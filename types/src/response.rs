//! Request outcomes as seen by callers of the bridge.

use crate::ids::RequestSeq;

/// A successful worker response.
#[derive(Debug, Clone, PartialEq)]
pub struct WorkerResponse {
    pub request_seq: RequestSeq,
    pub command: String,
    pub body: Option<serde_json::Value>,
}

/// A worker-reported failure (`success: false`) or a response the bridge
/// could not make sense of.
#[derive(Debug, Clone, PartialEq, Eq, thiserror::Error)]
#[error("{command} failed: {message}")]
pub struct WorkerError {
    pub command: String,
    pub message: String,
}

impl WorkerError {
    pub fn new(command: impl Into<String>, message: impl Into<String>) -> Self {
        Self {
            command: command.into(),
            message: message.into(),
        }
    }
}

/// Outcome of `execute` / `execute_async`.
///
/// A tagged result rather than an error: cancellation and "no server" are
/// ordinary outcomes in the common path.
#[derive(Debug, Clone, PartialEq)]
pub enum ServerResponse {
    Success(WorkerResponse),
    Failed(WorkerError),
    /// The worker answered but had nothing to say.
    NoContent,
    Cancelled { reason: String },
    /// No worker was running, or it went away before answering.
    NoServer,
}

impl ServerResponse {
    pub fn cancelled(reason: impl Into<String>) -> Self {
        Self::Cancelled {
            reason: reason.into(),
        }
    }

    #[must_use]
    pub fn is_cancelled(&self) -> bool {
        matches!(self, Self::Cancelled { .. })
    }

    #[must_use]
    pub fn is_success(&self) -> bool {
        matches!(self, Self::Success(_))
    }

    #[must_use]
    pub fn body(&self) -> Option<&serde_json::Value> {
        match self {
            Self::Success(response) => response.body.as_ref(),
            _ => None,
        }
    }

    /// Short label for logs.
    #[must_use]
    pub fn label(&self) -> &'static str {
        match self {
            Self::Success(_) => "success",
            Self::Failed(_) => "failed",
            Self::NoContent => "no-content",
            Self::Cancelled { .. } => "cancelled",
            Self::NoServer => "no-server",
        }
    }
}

■ Task details ■
Every line in the data that holds the string "impl" should be returned.

■ Response ■
impl WorkerError {
    pub fn new(command: impl Into<String>, message: impl Into<String>) -> Self {
impl ServerResponse {
    pub fn cancelled(reason: impl Into<String>) -> Self {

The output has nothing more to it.